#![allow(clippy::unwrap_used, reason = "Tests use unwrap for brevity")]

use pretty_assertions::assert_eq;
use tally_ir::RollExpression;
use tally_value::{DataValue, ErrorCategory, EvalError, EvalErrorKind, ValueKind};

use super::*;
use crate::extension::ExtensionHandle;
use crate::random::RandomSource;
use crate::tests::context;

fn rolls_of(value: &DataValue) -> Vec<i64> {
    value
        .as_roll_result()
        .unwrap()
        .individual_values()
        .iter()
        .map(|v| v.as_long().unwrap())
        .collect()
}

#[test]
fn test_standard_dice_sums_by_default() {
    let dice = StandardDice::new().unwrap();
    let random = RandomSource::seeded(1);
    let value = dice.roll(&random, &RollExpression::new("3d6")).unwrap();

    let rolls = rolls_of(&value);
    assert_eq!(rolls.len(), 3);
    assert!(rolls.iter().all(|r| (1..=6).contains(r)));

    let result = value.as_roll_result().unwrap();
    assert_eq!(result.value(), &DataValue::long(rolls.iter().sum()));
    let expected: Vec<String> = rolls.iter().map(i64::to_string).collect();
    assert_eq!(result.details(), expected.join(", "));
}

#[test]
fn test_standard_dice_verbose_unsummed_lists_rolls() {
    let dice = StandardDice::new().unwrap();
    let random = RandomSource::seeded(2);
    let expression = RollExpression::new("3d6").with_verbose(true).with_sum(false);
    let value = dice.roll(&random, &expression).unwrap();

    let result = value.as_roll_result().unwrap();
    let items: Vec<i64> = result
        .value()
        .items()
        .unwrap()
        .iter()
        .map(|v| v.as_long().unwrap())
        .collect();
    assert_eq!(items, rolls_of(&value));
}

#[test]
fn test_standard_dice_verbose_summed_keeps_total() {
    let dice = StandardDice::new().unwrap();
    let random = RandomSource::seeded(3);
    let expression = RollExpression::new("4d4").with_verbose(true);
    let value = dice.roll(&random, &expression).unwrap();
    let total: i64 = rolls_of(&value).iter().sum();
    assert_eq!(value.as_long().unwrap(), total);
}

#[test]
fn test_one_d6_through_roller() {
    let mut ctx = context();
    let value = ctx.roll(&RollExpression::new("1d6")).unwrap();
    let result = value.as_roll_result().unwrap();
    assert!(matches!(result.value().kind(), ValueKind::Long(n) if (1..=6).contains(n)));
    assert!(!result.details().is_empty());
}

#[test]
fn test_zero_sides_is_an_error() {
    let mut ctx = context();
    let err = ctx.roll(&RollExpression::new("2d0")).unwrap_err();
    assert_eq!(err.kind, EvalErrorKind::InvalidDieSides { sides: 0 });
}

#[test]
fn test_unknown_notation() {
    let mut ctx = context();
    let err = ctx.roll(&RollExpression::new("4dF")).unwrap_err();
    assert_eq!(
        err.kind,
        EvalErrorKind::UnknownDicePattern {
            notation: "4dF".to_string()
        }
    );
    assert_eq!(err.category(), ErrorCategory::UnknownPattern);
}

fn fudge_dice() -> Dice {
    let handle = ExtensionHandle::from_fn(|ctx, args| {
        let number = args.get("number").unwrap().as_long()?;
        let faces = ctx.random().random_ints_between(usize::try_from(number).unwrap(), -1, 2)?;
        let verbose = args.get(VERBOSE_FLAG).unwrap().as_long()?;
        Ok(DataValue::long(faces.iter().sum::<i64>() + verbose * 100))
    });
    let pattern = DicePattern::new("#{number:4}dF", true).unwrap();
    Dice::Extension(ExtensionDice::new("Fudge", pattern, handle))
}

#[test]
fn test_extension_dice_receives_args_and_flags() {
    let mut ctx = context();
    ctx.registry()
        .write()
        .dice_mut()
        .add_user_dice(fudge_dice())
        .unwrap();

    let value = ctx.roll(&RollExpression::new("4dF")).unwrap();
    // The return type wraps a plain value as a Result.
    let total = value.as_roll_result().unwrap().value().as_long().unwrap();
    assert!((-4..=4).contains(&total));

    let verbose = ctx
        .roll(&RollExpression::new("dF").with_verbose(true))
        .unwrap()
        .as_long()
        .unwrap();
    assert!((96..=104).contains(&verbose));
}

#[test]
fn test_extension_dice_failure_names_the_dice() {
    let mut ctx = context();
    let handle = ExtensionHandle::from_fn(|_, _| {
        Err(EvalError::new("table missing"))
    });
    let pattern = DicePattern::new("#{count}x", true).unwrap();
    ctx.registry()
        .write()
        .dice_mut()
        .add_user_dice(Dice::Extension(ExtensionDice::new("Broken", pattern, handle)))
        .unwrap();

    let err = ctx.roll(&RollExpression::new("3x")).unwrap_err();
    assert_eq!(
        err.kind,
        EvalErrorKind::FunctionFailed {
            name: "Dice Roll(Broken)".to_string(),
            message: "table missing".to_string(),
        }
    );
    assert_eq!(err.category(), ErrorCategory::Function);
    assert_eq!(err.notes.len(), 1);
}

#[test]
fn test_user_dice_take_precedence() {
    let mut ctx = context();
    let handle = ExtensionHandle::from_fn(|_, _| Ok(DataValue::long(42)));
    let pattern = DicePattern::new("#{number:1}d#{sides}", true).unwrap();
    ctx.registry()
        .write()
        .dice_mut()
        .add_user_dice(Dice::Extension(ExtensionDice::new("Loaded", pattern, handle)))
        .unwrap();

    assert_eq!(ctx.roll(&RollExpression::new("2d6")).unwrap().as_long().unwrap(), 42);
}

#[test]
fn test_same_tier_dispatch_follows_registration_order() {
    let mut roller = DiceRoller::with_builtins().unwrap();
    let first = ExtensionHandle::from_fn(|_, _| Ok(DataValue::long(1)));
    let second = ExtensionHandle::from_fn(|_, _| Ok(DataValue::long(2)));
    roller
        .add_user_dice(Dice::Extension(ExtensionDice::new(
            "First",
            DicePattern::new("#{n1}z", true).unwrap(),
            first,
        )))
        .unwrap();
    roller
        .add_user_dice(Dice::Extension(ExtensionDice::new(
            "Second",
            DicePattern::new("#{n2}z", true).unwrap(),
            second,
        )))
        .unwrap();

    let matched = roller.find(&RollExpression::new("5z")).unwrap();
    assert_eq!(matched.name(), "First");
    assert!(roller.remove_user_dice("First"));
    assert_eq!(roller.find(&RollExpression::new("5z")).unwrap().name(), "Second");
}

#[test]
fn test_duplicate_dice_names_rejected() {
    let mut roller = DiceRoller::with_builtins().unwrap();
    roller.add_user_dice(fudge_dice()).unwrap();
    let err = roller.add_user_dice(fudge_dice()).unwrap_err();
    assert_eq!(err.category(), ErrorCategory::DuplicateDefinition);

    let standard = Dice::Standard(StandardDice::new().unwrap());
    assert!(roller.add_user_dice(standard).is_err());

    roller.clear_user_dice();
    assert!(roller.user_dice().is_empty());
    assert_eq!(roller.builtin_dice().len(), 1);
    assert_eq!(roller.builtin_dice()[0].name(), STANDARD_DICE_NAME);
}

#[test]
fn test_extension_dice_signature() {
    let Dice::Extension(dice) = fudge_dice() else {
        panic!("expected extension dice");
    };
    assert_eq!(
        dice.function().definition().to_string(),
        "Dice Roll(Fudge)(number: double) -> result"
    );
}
□ □ □ □ □ □ □
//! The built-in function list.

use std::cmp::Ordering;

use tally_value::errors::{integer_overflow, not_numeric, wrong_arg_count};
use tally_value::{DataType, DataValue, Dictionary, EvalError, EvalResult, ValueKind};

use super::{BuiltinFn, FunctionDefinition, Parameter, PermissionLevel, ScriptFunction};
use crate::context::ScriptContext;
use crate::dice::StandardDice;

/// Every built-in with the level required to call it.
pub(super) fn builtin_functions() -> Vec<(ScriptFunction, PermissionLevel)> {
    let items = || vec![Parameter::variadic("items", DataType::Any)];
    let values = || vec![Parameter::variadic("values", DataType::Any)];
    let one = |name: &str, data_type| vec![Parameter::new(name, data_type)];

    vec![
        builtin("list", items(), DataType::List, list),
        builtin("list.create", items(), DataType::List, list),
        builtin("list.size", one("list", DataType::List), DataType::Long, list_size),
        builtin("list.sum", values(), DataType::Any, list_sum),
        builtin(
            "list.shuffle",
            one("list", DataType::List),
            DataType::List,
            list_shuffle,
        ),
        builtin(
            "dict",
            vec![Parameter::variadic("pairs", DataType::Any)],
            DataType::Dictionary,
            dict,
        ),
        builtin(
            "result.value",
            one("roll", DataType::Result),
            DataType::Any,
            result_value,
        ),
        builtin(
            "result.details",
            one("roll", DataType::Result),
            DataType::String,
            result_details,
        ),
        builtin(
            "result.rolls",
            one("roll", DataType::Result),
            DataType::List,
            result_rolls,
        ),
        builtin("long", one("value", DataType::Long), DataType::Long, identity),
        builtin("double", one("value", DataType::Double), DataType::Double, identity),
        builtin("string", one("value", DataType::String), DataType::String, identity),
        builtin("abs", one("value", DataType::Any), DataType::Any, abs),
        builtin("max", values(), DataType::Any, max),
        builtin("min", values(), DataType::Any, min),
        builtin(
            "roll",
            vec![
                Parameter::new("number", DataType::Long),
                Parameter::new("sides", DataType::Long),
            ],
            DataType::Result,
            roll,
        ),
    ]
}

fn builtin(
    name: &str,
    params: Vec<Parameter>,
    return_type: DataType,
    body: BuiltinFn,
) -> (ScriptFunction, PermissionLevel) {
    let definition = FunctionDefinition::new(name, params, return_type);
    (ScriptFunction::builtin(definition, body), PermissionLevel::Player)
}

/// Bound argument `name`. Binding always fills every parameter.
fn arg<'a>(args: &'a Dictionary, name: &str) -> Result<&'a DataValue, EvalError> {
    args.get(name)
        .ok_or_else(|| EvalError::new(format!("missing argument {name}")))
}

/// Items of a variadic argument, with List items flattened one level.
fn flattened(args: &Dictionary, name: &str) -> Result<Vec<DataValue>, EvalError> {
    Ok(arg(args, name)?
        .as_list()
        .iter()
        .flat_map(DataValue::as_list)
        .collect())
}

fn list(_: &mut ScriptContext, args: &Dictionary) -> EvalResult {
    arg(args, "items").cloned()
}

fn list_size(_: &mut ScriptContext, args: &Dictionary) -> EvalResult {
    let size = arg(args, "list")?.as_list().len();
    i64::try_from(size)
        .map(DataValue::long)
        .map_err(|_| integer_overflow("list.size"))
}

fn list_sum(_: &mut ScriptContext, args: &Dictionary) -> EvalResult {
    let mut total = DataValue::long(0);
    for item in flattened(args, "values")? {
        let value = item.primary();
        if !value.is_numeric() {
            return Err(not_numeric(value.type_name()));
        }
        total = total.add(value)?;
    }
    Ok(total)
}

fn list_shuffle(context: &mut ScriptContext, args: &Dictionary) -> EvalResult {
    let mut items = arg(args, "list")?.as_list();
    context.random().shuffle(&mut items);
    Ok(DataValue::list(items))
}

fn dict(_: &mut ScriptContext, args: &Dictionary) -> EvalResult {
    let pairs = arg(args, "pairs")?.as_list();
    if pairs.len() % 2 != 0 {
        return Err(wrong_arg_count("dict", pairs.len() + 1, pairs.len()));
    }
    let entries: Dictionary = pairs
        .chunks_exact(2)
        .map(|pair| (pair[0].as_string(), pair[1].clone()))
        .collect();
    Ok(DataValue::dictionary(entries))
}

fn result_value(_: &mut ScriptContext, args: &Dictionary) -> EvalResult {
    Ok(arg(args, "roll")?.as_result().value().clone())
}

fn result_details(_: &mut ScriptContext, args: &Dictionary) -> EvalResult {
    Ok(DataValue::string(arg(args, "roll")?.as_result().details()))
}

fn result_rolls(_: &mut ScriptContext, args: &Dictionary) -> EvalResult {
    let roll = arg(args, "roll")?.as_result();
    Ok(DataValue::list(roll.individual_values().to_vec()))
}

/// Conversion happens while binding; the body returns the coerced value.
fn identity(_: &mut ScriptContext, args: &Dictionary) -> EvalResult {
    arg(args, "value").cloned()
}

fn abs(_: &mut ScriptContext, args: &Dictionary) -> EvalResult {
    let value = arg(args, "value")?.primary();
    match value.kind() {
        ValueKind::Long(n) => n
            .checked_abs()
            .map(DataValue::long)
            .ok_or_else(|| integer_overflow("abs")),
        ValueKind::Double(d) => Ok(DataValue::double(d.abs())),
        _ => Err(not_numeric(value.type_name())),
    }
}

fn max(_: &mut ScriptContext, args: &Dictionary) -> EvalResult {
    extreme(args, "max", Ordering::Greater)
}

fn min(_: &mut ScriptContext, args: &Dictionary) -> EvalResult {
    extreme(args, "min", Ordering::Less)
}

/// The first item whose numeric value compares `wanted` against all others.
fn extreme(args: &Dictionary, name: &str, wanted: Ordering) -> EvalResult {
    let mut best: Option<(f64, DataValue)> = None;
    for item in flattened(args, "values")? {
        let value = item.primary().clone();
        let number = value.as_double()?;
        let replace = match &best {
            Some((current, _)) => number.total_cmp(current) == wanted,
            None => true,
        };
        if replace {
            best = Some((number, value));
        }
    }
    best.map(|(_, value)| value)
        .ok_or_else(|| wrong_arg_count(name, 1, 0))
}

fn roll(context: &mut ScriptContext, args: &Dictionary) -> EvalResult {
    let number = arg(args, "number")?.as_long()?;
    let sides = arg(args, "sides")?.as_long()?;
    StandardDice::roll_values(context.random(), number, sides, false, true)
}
□ □ □ □ □ □ □
- **WORK INSTRUCTIONS**
The lines to extract from the data above begin with the line containing "use unwrap for" and end with the line containing "let random = RandomSource::seeded(1);". Extract them exactly, including both.

- **ANSWER SECTION**
#![allow(clippy::unwrap_used, reason = "Tests use unwrap for brevity")]

use pretty_assertions::assert_eq;
use tally_ir::RollExpression;
use tally_value::{DataValue, ErrorCategory, EvalError, EvalErrorKind, ValueKind};

use super::*;
use crate::extension::ExtensionHandle;
use crate::random::RandomSource;
use crate::tests::context;

fn rolls_of(value: &DataValue) -> Vec<i64> {
    value
        .as_roll_result()
        .unwrap()
        .individual_values()
        .iter()
        .map(|v| v.as_long().unwrap())
        .collect()
}

#[test]
fn test_standard_dice_sums_by_default() {
    let dice = StandardDice::new().unwrap();
    let random = RandomSource::seeded(1);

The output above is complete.